EXERCISE AIM:
The answer must consist solely of the lines from the one containing "pub mod livestock;" to the end of the entries below, repeated exactly.

DATA PROVIDED:
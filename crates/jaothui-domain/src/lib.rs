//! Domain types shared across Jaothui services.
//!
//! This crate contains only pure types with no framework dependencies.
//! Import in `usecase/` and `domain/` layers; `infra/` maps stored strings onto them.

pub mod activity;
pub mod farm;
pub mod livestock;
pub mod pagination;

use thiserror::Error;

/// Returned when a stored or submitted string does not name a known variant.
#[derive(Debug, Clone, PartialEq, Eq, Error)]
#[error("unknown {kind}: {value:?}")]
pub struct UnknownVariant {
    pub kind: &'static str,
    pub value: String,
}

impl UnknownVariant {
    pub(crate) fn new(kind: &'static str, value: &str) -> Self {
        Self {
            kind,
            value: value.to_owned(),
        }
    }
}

SOLUTION TO THE EXERCISE:
pub mod livestock;
pub mod pagination;

use thiserror::Error;

/// Returned when a stored or submitted string does not name a known variant.
#[derive(Debug, Clone, PartialEq, Eq, Error)]
#[error("unknown {kind}: {value:?}")]
pub struct UnknownVariant {
    pub kind: &'static str,
    pub value: String,
}

impl UnknownVariant {
    pub(crate) fn new(kind: &'static str, value: &str) -> Self {
        Self {
            kind,
            value: value.to_owned(),
        }
    }
}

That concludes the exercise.